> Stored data
###

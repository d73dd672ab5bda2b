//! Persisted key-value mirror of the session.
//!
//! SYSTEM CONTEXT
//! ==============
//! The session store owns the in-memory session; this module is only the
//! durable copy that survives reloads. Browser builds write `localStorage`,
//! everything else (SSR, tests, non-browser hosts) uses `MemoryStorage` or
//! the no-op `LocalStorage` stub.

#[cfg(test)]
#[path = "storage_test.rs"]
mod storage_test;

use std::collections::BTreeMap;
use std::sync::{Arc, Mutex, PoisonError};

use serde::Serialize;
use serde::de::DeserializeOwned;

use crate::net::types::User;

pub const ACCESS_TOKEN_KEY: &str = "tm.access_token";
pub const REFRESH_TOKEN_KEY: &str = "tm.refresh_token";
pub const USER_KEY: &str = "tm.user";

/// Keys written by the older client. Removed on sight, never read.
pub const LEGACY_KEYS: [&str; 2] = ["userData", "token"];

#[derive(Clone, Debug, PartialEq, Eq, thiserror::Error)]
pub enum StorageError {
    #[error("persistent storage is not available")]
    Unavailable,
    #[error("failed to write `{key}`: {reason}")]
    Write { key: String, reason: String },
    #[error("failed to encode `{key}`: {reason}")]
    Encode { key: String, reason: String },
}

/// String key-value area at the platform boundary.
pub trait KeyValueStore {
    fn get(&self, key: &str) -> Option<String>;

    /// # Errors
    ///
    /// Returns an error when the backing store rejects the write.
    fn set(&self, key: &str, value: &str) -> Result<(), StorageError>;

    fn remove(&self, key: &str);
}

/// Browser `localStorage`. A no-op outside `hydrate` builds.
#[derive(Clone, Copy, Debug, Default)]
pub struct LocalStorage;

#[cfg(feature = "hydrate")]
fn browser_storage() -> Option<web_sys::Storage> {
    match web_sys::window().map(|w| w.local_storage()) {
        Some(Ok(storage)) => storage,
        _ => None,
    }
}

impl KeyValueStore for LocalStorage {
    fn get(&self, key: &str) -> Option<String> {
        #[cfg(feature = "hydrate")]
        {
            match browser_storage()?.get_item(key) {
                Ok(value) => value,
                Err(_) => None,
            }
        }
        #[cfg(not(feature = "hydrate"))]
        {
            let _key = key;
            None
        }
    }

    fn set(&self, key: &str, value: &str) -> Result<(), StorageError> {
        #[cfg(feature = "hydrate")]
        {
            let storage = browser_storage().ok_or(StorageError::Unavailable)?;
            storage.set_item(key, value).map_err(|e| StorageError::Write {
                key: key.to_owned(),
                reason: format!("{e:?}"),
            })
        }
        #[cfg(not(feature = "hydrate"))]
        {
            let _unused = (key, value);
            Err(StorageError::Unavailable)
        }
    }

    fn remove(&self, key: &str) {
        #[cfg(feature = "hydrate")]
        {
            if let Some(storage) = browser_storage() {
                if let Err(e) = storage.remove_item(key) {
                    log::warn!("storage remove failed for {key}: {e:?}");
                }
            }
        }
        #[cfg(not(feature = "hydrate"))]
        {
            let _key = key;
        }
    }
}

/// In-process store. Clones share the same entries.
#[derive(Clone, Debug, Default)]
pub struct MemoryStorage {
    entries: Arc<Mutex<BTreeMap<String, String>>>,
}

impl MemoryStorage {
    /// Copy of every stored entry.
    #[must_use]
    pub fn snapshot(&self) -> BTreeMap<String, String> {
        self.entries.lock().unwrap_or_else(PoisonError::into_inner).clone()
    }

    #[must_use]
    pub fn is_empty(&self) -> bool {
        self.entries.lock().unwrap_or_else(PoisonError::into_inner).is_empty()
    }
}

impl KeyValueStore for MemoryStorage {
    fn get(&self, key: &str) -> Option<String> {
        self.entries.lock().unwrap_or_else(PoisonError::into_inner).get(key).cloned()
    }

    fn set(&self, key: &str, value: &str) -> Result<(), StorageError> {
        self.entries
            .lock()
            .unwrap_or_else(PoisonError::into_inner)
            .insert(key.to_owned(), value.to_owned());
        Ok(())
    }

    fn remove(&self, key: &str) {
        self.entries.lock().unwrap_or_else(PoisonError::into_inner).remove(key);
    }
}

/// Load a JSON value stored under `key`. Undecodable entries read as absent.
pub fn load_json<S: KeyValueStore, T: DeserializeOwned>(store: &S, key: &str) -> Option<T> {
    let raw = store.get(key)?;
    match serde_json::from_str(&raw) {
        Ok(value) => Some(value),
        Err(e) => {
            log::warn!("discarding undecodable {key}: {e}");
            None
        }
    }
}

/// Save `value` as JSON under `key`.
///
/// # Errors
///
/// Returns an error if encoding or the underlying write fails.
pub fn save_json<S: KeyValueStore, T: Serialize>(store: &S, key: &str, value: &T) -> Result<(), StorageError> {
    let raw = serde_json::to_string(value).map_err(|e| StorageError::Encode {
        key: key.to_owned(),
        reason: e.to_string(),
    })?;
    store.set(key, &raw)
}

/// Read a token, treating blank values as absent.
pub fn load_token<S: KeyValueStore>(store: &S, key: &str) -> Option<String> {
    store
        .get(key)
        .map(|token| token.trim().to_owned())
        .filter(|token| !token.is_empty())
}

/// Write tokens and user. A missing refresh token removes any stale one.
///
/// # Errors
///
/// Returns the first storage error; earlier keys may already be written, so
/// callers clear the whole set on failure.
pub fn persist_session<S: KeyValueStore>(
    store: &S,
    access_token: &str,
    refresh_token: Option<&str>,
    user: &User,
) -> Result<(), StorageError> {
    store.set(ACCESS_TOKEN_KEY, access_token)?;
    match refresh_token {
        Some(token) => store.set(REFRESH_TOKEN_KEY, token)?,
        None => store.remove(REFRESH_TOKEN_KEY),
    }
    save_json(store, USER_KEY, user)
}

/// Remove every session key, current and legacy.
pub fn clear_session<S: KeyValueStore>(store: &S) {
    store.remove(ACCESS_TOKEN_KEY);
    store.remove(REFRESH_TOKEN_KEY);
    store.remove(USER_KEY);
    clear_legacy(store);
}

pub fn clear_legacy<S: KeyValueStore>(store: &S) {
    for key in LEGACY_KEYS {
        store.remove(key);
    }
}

###

Taking the lines above, repeat exactly those from the line that contains "remove failed for" through the line that contains "the same entries.", and both of those lines as well. Include nothing else.

                    log::warn!("storage remove failed for {key}: {e:?}");
                }
            }
        }
        #[cfg(not(feature = "hydrate"))]
        {
            let _key = key;
        }
    }
}

/// In-process store. Clones share the same entries.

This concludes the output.